Rural Electricity Supply

On-grid vs. Off-grid electrification scenarios

The World Bank, ESMAP and KTH Division of Energy Systems Analysis have developed National High Resolution Dynamic Least Cost Options Plan for Universal Access to Electricity in Nigeria, Tanzania and Zambia in 2018. The web-based open source application presented here allows the users to select scenarios based on electricity consumption targeted (Tiers of access) and spatially related fuel costs. [14] For Tanzania, it is foreseen that almost 90% of the population not yet connected will be connected by stand alone (PV) systems, while 12% will be connected via grid-extentions. Out of the total investments costs of 1.3 billion USD, roughly 40% is foreseen for the grid-extensions while off-grid electrifications with PV standalone systems will be covered by 60%, Diesel gensets play only a minor role.[15]

Key Problems of the Energy Sector

Power Africa lists the following as Tanzania's energy sector most challenging bottlenecks[16]:

  • Poor sector governance 
  • Lack of a creditworthy off-taker 
  • Lack of cost-reflective tariffs 

Institutional Set-up and Actors in the Energy Sector

Public Institutions

Rural Energy Agency (REA)

is responsible for boosting modern energy services in rural areas, simplification of projects, and technical assistance of project development. The REA is governed by the Rural Energy Board (REB) which is an assembly of representatives of the ministries of energy, finance etc., of the private market, development partners and NGOs. It is responsible for approval of projects financed by REF, the supervision of REA and REF and the affirmation of REA's operational plans

Energy and Water Utilities Regulatory Authority (EWURA)

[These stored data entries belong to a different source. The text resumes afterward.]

// SPDX-License-Identifier: MIT OR Apache-2.0
//! Self-contained HTML report
//!
//! One document covers one or more benchmark runs. With several runs, times
//! and memory deltas are shown as mean +/- sample standard deviation, error
//! counts are summed, and counts and breakdowns come from the first run.

use crate::console::scenario_names;
use crate::format::{format_memory_mb, format_nanos};
use crate::stats::Stats;
use linebench_core::{BenchmarkReport, BenchmarkResult, ProcessingMode, Result, ScenarioResult};
use std::fmt::{self, Display, Formatter};
use std::fs;
use std::path::Path;
use tracing::debug;

const TITLE: &str = "File Processing Benchmark Report";

/// Writes [`HtmlDocument`]s to disk
#[derive(Debug, Clone, Copy, Default)]
pub struct HtmlReportWriter;

impl HtmlReportWriter {
    /// Write a report for a single run
    ///
    /// # Errors
    ///
    /// Returns [`Error::Io`](linebench_core::Error::Io) if the directory or
    /// file cannot be written.
    pub fn write(reports: &[BenchmarkReport], path: &Path) -> Result<()> {
        Self::write_aggregated(std::slice::from_ref(&reports.to_vec()), path)
    }

    /// Write a report aggregating `runs`, creating parent directories
    ///
    /// # Errors
    ///
    /// Returns [`Error::Io`](linebench_core::Error::Io) if the directory or
    /// file cannot be written.
    pub fn write_aggregated(runs: &[Vec<BenchmarkReport>], path: &Path) -> Result<()> {
        if let Some(parent) = path.parent().filter(|p| !p.as_os_str().is_empty()) {
            fs::create_dir_all(parent)?;
        }
        let generated_at = chrono::Local::now().format("%Y-%m-%dT%H:%M:%S").to_string();
        fs::write(path, HtmlDocument::new(runs, generated_at).to_string())?;
        debug!(path = %path.display(), runs = runs.len(), "html report written");
        Ok(())
    }
}

/// [`Display`] adapter rendering runs as an HTML document
#[derive(Debug, Clone)]
pub struct HtmlDocument<'a> {
    runs: &'a [Vec<BenchmarkReport>],
    generated_at: String,
}

impl<'a> HtmlDocument<'a> {
    /// Document for `runs`, stamped with `generated_at`
    #[must_use]
    pub fn new(runs: &'a [Vec<BenchmarkReport>], generated_at: impl Into<String>) -> Self {
        Self {
            runs,
            generated_at: generated_at.into(),
        }
    }

    const fn run_count(&self) -> usize {
        if self.runs.len() > 1 { self.runs.len() } else { 1 }
    }
}

struct AggregatedReport<'a> {
    mode: ProcessingMode,
    results: Vec<AggregatedResult<'a>>,
}

struct AggregatedResult<'a> {
    baseline: &'a BenchmarkResult,
    duration: Stats,
    memory: Stats,
    error_count: u64,
    scenarios: Vec<AggregatedScenario<'a>>,
}

struct AggregatedScenario<'a> {
    baseline: &'a ScenarioResult,
    duration: Stats,
}

fn nanos(duration: std::time::Duration) -> f64 {
    duration.as_nanos() as f64
}

/// Line up every run's results with the first run's modes and strategies
fn aggregate(runs: &[Vec<BenchmarkReport>]) -> Vec<AggregatedReport<'_>> {
    let Some(baseline) = runs.first() else {
        return Vec::new();
    };

    baseline
        .iter()
        .map(|report| {
            let results = report
                .results()
                .iter()
                .map(|base| {
                    let matching: Vec<&BenchmarkResult> = runs
                        .iter()
                        .filter_map(|run| run.iter().find(|r| r.mode() == report.mode()))
                        .filter_map(|r| r.result(base.strategy_name()))
                        .collect();

                    let scenarios = base
                        .summary()
                        .scenarios()
                        .iter()
                        .map(|scenario| {
                            let durations: Vec<f64> = matching
                                .iter()
                                .filter_map(|r| r.summary().scenario(scenario.name()))
                                .map(|s| nanos(s.duration()))
                                .collect();
                            AggregatedScenario {
                                baseline: scenario,
                                duration: Stats::from_values(&durations),
                            }
                        })
                        .collect();

                    let durations: Vec<f64> = matching.iter().map(|r| nanos(r.duration())).collect();
                    let memory: Vec<f64> = matching.iter().map(|r| r.memory_bytes() as f64).collect();
                    AggregatedResult {
                        baseline: base,
                        duration: Stats::from_values(&durations),
                        memory: Stats::from_values(&memory),
                        error_count: matching.iter().map(|r| r.error_count()).sum(),
                        scenarios,
                    }
                })
                .collect();
            AggregatedReport {
                mode: report.mode(),
                results,
            }
        })
        .collect()
}

/// Escape text for HTML element and attribute content
#[must_use]
pub fn escape(value: &str) -> String {
    let mut out = String::with_capacity(value.len());
    for c in value.chars() {
        match c {
            '&' => out.push_str("&amp;"),
            '<' => out.push_str("&lt;"),
            '>' => out.push_str("&gt;"),
            '"' => out.push_str("&quot;"),
            '\'' => out.push_str("&#39;"),
            _ => out.push(c),
        }
    }
    out
}

#[allow(clippy::cast_possible_truncation)]
fn format_stat_millis(nanos: f64) -> String {
    format_nanos(nanos.round().max(0.0) as u128)
}

fn format_time(stats: Stats, runs: usize) -> String {
    if runs > 1 {
        format!(
            "{} +/- {}",
            format_stat_millis(stats.mean),
            format_stat_millis(stats.std_dev)
        )
    } else {
        format_stat_millis(stats.mean)
    }
}

fn format_memory(stats: Stats, runs: usize) -> String {
    if runs > 1 {
        format!("{} +/- {}", format_memory_mb(stats.mean), format_memory_mb(stats.std_dev))
    } else {
        format_memory_mb(stats.mean)
    }
}

impl Display for HtmlDocument<'_> {
    fn fmt(&self, f: &mut Formatter<'_>) -> fmt::Result {
        let runs = self.run_count();
        let suffix = if runs > 1 { ", mean +/- std" } else { "" };

        write!(
            f,
            "<!doctype html><html lang=\"en\"><head><meta charset=\"utf-8\">\
             <meta name=\"viewport\" content=\"width=device-width, initial-scale=1\">\n\
             <title>{TITLE}</title><style>{CSS}</style></head><body><main>"
        )?;
        write!(
            f,
            "<header><h1>{TITLE}</h1><div class=\"header-meta\">Generated at {}</div>\
             <div class=\"header-meta\">Runs: {runs}{}</div></header>",
            escape(&self.generated_at),
            if runs > 1 { " (mean +/- std dev)" } else { "" }
        )?;

        for report in aggregate(self.runs) {
            write!(
                f,
                "<section><div class=\"mode-title\">Mode: {}</div><div class=\"mode-subtitle\">{}</div>",
                escape(report.mode.display_name()),
                escape(report.mode.timing_basis())
            )?;
            write_summary_table(f, &report, runs, suffix)?;
            write_scenario_details(f, &report, runs, suffix)?;
            write_comparison(f, &report, runs, self.runs)?;
            f.write_str("</section>")?;
        }

        f.write_str("</main></body></html>")
    }
}

fn write_summary_table(f: &mut Formatter<'_>, report: &AggregatedReport<'_>, runs: usize, suffix: &str) -> fmt::Result {
    write!(
        f,
        "<div class=\"card\"><table class=\"table\"><thead><tr><th>Strategy</th>\
         <th>{}</th><th>{}</th><th>Records</th><th>Invalid</th><th>Errors</th></tr></thead><tbody>",
        escape(&format!("Total time (ms{suffix})")),
        escape(&format!("Memory delta (MB{suffix})"))
    )?;
    for result in &report.results {
        let summary = result.baseline.summary();
        write!(
            f,
            "<tr><td><span class=\"badge\">{}</span></td><td>{}</td><td>{}</td>\
             <td>{}</td><td>{}</td><td>{}</td></tr>",
            escape(result.baseline.strategy_name()),
            format_time(result.duration, runs),
            format_memory(result.memory, runs),
            summary.records_processed(),
            summary.invalid_lines(),
            result.error_count
        )?;
    }
    f.write_str("</tbody></table></div>")
}

fn write_scenario_details(
    f: &mut Formatter<'_>,
    report: &AggregatedReport<'_>,
    runs: usize,
    suffix: &str,
) -> fmt::Result {
    f.write_str("<div class=\"grid\" style=\"margin-top: 16px;\">")?;
    for result in &report.results {
        write!(
            f,
            "<details class=\"details\"><summary>{} - Scenario timings</summary>\
             <table class=\"table\" style=\"margin-top: 10px;\">\n<thead><tr><th>Scenario</th>\
             <th>{}</th><th>Total</th><th>Breakdown</th></tr></thead><tbody>",
            escape(result.baseline.strategy_name()),
            escape(&format!("Time (ms{suffix})"))
        )?;
        for scenario in &result.scenarios {
            let breakdown = scenario.baseline.breakdown();
            let breakdown = if breakdown.is_empty() {
                String::new()
            } else {
                breakdown.to_string()
            };
            write!(
                f,
                "<tr><td>{}</td><td>{}</td><td>{}</td><td class=\"breakdown\">{}</td></tr>",
                escape(scenario.baseline.name()),
                format_time(scenario.duration, runs),
                scenario.baseline.count(),
                escape(&breakdown)
            )?;
        }
        f.write_str("</tbody></table></details>")?;
    }
    f.write_str("</div>")
}

fn write_comparison(
    f: &mut Formatter<'_>,
    report: &AggregatedReport<'_>,
    runs: usize,
    source: &[Vec<BenchmarkReport>],
) -> fmt::Result {
    f.write_str(
        "<div class=\"card\" style=\"margin-top: 18px;\"><div class=\"mode-subtitle\">Scenario comparison</div>\
         <table class=\"table\"><thead><tr><th>Scenario</th>",
    )?;
    for result in &report.results {
        write!(f, "<th>{}</th>", escape(result.baseline.strategy_name()))?;
    }
    f.write_str("</tr></thead><tbody>")?;

    let names = source
        .first()
        .and_then(|run| run.iter().find(|r| r.mode() == report.mode))
        .map(scenario_names)
        .unwrap_or_default();
    for name in names {
        write!(f, "<tr><td>{}</td>", escape(name))?;
        for result in &report.results {
            let cell = result
                .scenarios
                .iter()
                .find(|s| s.baseline.name() == name)
                .map_or_else(
                    || format!("{} ms / total 0", format_time(Stats::default(), runs)),
                    |s| format!("{} ms / total {}", format_time(s.duration, runs), s.baseline.count()),
                );
            write!(f, "<td>{}</td>", escape(&cell))?;
        }
        f.write_str("</tr>")?;
    }
    f.write_str("</tbody></table></div>")
}

const CSS: &str = ":root{--bg:#f4f1ec;--ink:#1b1b1b;--muted:#5f5a53;--card:#ffffff;--accent:#1f5f5b;--border:#d8d2c8;}\
*{box-sizing:border-box;}\
body{margin:0;font-family:\"Space Grotesk\",\"Noto Sans\",sans-serif;color:var(--ink);\
background:linear-gradient(180deg,#f4f1ec 0%,#f9f7f3 100%);}\
main{max-width:1200px;margin:0 auto;padding:40px 24px 80px;}\
header{margin-bottom:32px;}\
h1{margin:0 0 8px;font-size:32px;letter-spacing:-0.5px;}\
.header-meta{color:var(--muted);}\
section{margin-bottom:48px;}\
.mode-title{font-size:24px;margin-bottom:8px;}\
.mode-subtitle{color:var(--muted);margin-bottom:16px;}\
.card{background:var(--card);border:1px solid var(--border);border-radius:12px;padding:16px;\
box-shadow:0 8px 20px rgba(0,0,0,0.05);}\
.grid{display:grid;gap:16px;}\
.table{width:100%;border-collapse:collapse;font-size:14px;}\
.table th,.table td{border-bottom:1px solid var(--border);padding:10px 8px;text-align:left;}\
.table th{color:var(--muted);font-weight:600;}\
.badge{display:inline-flex;padding:2px 8px;border-radius:999px;background:rgba(31,95,91,0.12);\
color:var(--accent);font-size:12px;font-weight:600;}\
.details{border:1px solid var(--border);border-radius:10px;padding:12px 16px;background:#fffdf9;}\
.details summary{cursor:pointer;font-weight:600;display:block;width:100%;padding:4px 0;}\
.breakdown{color:var(--muted);font-size:13px;margin-top:8px;}\
@media (max-width:900px){main{padding:24px 16px 48px;}h1{font-size:26px;}}";
// SPDX-License-Identifier: MIT OR Apache-2.0
//! libFuzzer target for the CSV line parser
//!
//! Run with: cargo +nightly fuzz run fuzz_csv_parser

#![no_main]

use libfuzzer_sys::fuzz_target;
use linebench_runner::CsvLineParser;

fuzz_target!(|data: &[u8]| {
    let Ok(line) = std::str::from_utf8(data) else {
        return;
    };
    if let Some(record) = CsvLineParser::parse(line) {
        // Parsed fields are trimmed and never contain quotes.
        for field in [record.uf(), record.disease_type(), record.death_location(), record.age_range(), record.sex()] {
            assert_eq!(field, field.trim());
            assert!(!field.contains('"'));
        }
    }
});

is responsible for technical and economic regulation of the electricity, petroleum, natural gas and water sectors

Ministry of Energy and Minerals (MEM)

is the most important political entity for energy questions and is responsible for facilitating the development of energy and mineral resources through participation of various stakeholders including public, private, public-private partnerships, local communities, NGOs and civil society

Renewable Energy Fund (REF)

is responsible for the financing of the by the REB accounted and by the REA implemented activities. The funds are coming from Tanzania's budget, from foreign donors, levies from electricity production and other levies as well as interest rates and returns[17]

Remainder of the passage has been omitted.